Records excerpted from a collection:
______
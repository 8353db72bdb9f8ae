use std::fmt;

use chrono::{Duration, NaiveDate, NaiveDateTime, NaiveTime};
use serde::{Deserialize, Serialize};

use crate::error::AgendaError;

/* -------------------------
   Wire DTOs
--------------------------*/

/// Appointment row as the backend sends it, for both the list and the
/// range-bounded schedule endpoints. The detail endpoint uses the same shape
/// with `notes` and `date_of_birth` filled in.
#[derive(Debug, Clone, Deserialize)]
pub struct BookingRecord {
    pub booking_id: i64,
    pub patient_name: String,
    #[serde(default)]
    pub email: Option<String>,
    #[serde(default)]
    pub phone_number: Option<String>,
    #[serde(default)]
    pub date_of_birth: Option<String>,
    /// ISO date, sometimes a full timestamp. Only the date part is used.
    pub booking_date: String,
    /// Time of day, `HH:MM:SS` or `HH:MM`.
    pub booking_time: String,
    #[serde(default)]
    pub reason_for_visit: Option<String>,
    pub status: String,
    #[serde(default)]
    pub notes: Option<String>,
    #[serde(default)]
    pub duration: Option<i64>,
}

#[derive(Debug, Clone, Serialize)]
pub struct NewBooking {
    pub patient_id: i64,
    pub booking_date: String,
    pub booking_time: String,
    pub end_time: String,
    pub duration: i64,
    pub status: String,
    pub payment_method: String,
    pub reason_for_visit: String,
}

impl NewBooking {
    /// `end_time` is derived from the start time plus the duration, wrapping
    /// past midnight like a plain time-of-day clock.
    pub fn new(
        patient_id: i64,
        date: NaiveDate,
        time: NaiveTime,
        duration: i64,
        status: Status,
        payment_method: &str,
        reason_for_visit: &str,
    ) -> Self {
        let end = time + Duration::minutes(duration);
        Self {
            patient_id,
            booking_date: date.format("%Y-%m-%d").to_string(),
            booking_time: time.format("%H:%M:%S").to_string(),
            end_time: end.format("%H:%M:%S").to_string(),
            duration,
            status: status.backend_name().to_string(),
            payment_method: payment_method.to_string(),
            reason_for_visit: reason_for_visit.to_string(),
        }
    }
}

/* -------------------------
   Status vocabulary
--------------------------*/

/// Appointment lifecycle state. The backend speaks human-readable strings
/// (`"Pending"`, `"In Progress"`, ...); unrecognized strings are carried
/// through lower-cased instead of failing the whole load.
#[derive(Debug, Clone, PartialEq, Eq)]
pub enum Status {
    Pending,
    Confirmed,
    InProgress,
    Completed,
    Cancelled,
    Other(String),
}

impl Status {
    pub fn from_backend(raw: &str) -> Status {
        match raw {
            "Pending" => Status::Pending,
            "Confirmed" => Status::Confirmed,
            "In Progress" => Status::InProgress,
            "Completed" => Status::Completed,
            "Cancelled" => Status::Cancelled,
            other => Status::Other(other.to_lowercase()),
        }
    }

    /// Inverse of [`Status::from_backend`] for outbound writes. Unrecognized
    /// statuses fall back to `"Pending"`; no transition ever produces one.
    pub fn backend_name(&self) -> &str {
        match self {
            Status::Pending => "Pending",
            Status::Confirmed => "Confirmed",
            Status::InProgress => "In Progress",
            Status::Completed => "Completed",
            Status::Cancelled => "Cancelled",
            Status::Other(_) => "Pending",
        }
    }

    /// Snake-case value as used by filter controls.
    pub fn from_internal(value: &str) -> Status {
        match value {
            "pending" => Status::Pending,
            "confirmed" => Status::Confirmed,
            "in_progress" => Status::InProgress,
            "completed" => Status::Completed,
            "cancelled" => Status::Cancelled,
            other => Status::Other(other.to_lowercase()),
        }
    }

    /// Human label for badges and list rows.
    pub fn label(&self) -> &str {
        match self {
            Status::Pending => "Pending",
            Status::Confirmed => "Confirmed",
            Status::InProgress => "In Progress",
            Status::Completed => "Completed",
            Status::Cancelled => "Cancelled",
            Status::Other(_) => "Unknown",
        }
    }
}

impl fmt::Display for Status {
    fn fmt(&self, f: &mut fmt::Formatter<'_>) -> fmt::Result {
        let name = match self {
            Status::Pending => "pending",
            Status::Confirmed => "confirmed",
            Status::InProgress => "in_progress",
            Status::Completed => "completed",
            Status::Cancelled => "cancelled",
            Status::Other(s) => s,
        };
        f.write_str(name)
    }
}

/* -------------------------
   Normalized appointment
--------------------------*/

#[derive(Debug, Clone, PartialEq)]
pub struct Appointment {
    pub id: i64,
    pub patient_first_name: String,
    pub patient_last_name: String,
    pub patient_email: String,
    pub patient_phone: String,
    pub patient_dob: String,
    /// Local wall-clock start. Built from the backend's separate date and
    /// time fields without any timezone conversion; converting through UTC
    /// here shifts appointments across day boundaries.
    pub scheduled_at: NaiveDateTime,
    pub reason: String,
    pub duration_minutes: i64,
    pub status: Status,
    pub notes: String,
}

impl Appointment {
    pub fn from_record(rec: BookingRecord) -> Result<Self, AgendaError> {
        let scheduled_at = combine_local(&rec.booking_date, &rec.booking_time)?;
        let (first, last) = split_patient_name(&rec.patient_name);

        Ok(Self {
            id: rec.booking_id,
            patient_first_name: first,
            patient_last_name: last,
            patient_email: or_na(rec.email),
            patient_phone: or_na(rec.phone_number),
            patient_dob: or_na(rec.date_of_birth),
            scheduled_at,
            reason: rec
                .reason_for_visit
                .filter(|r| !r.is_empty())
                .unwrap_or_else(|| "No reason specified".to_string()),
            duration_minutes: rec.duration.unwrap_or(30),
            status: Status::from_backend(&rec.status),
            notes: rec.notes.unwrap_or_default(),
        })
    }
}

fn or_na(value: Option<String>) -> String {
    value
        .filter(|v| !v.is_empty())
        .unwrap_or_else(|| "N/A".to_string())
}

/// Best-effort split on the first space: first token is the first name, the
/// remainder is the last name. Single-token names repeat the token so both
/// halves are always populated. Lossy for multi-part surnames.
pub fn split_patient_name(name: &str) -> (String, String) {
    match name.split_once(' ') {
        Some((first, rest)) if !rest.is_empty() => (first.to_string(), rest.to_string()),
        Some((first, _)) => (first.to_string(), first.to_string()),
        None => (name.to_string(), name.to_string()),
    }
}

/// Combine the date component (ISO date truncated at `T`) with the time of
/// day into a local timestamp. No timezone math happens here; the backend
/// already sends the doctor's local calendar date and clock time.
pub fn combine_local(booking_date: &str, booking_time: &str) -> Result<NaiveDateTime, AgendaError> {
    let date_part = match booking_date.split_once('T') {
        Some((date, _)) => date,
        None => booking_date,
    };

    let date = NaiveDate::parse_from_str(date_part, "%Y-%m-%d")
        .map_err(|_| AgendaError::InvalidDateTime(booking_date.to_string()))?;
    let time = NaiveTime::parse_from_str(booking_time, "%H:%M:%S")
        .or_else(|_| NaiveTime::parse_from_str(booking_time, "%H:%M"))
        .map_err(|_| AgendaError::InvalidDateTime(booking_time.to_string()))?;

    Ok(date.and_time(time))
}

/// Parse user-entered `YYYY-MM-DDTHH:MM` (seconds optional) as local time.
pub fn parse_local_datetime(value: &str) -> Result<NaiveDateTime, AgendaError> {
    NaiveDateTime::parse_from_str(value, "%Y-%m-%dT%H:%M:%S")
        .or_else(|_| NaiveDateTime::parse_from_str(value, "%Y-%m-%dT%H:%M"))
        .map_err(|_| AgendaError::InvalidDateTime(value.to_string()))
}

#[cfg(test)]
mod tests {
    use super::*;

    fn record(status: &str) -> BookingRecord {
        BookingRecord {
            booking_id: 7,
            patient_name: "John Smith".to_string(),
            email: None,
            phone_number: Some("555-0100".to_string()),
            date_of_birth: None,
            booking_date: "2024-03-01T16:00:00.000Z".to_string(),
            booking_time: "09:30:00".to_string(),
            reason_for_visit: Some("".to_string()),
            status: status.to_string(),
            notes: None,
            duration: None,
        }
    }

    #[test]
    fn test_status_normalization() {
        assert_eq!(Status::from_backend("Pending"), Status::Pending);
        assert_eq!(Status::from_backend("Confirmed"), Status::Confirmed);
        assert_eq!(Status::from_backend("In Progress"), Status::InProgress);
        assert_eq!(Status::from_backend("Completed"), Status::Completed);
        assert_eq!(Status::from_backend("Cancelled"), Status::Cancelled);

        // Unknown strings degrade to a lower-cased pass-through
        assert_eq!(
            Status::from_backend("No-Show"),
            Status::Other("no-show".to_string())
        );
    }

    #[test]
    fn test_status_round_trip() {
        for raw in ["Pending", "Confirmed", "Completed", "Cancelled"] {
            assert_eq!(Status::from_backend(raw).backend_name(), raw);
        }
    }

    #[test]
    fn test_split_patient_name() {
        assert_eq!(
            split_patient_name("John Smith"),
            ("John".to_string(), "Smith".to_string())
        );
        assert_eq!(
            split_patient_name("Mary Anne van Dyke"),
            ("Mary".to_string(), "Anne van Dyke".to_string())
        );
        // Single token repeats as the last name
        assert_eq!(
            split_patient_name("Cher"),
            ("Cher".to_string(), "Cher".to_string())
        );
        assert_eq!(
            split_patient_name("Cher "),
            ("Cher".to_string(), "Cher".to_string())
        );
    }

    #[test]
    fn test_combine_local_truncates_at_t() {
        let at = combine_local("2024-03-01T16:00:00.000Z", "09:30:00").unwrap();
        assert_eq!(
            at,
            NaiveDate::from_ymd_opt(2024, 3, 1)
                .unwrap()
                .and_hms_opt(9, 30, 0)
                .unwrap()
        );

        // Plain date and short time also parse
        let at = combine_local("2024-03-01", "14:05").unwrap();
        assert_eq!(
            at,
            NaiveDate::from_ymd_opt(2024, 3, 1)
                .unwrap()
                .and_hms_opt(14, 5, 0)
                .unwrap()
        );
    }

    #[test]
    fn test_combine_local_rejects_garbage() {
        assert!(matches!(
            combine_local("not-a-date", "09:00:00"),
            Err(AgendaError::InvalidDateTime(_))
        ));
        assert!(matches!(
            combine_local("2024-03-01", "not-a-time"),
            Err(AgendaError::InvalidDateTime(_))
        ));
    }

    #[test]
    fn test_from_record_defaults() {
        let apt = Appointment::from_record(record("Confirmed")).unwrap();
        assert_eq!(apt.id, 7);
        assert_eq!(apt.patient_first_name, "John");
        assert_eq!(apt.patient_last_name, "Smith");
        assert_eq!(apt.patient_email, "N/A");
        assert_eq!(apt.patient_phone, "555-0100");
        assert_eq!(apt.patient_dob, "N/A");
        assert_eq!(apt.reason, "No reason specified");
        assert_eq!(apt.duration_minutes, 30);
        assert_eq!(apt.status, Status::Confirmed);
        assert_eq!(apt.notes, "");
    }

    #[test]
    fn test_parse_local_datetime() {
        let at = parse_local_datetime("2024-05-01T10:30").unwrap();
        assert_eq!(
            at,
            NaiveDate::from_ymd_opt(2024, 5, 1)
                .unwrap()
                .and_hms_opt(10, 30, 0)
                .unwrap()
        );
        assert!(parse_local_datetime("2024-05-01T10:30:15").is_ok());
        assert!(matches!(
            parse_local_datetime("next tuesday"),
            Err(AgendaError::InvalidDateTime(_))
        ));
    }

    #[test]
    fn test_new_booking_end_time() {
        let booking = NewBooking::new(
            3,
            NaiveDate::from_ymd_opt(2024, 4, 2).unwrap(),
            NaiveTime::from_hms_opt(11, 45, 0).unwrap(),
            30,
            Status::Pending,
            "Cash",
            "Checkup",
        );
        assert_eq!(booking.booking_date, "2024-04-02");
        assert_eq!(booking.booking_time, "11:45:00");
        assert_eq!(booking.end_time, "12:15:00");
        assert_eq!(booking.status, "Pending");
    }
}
______
Task brief:
Show a copy of each line from the records above in which the string "Anne" occurs.

Expected answer:
            split_patient_name("Mary Anne van Dyke"),
            ("Mary".to_string(), "Anne van Dyke".to_string())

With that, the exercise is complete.